Fang Huijian (born September 1933, 方惠坚) hails from Hangzhou, Zhejiang Province, and is a Chinese educator.

== Biography ==
Fang Huijian was admitted to the Department of Civil Engineering at Tsinghua University in 1950, joined the Chinese Communist Party in 1953, became a student political counselor that same year, graduated in 1955, and remained at the university. He served as deputy secretary of the Tsinghua's Youth League Committee and a member of the Supervisory Committee of the Party Committee.
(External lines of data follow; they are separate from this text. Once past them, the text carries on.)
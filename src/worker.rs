//! Worker state machine — one control connection driving one FTP server
//! through connect -> login-script -> work-loop, dispatching queue items
//! to the transport, parser, cache, and explored-path set.
//!
//! Grounded on `sorng-ftp::ftp::client::connect`'s login
//! sequence (validate host -> TCP connect -> optional `AUTH TLS` -> `USER`/
//! `PASS` -> `probe_features` -> `OPTS UTF8` -> `SYST`/`PWD` -> `TYPE`) and
//! on `queue::process_next`'s retry/backoff shape, generalized from a
//! single stateless "pop one transfer" function into a persistent
//! cooperative state machine with its own inbox, per the design notes'
//! "coroutine / message-pump -> per-worker inbox channel" mapping.
//!
//! All cross-worker state (the queue, the listing cache, the disk-work
//! channel, the explored-path set, pause/resume, the global speed meter)
//! lives on the shared [`crate::coordinator::OperationCoordinator`] — this
//! struct owns only what a worker exclusively owns: its control socket,
//! its current item binding, and its local file handles.

use crate::cache::{CacheKey, CachePolicy};
use crate::compress::{ZlibReceiver, ZlibSender};
use crate::config::TlsPolicy;
use crate::connection;
use crate::coordinator::{OperationCoordinator, SpeedMeter};
use crate::error::{EngineError, EngineErrorKind, EngineResult};
use crate::parser::{self, types::ServerType};
use crate::path::ServerPathSyntax;
use crate::protocol::FtpCodec;
use crate::config::OverwritePolicy;
use crate::queue::{ForceAction, Item, ItemKind, ItemState, ProblemCode};
use crate::tls;
use crate::transfer::{self, DataConnection};
use std::sync::atomic::{AtomicBool, Ordering};
use std::sync::Arc;
use tokio::io::{AsyncReadExt, AsyncWriteExt};
use tokio::sync::mpsc;

/// Top-level worker state.
#[derive(Debug, Clone, Copy, PartialEq, Eq)]
pub enum WorkerState {
    LookingForWork,
    Preparing,
    Connecting,
    Working,
    WaitingForReconnect,
    ConnectionError,
    Sleeping,
    Stopped,
}

/// Events a worker's inbox can receive. Delivered by the coordinator
/// (`post_new_work_available`, `give_work_to_sleeping_con_worker`) or by
/// the worker's own timers.
#[derive(Debug, Clone)]
pub enum WorkerEvent {
    WorkAvailable,
    ReconnectTimerFired,
    SleepTimerFired,
    ShouldStop,
}

/// The worker's persistent state. One per control connection; the queue,
/// cache, disk channel, and explored set are reached through `coordinator`,
/// shared with every sibling worker on the same operation.
pub struct Worker {
    pub id: u32,
    coordinator: Arc<OperationCoordinator>,
    inbox: mpsc::Receiver<WorkerEvent>,
    self_tx: mpsc::Sender<WorkerEvent>,
    codec: Option<FtpCodec>,
    /// Cached server-type detection result, set once per connection so
    /// repeated listings on the same server don't re-run autodetection.
    server_type: Option<&'static ServerType>,
    state: WorkerState,
    should_stop: Arc<AtomicBool>,
    consecutive_connect_failures: u32,
    /// Item `find_work` handed to this worker and marked `Processing`,
    /// carried from `LookingForWork` through to `Working`.
    current_item: Option<u32>,
}

pub struct WorkerHandle {
    pub tx: mpsc::Sender<WorkerEvent>,
    pub should_stop: Arc<AtomicBool>,
}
Subsequently, he held positions as minister of the Student Department of the Party Committee, director of the Office of Foreign Affairs, party secretary of the Department of Civil and Environmental Engineering, member of the Standing Committee of the Party Committee, Vice Provost, Vice President of the Graduate School, and Provost after 1977. In 1985, he became vice president, and from September 1988 to September 1995, he served as secretary of the Party Committee of Tsinghua University.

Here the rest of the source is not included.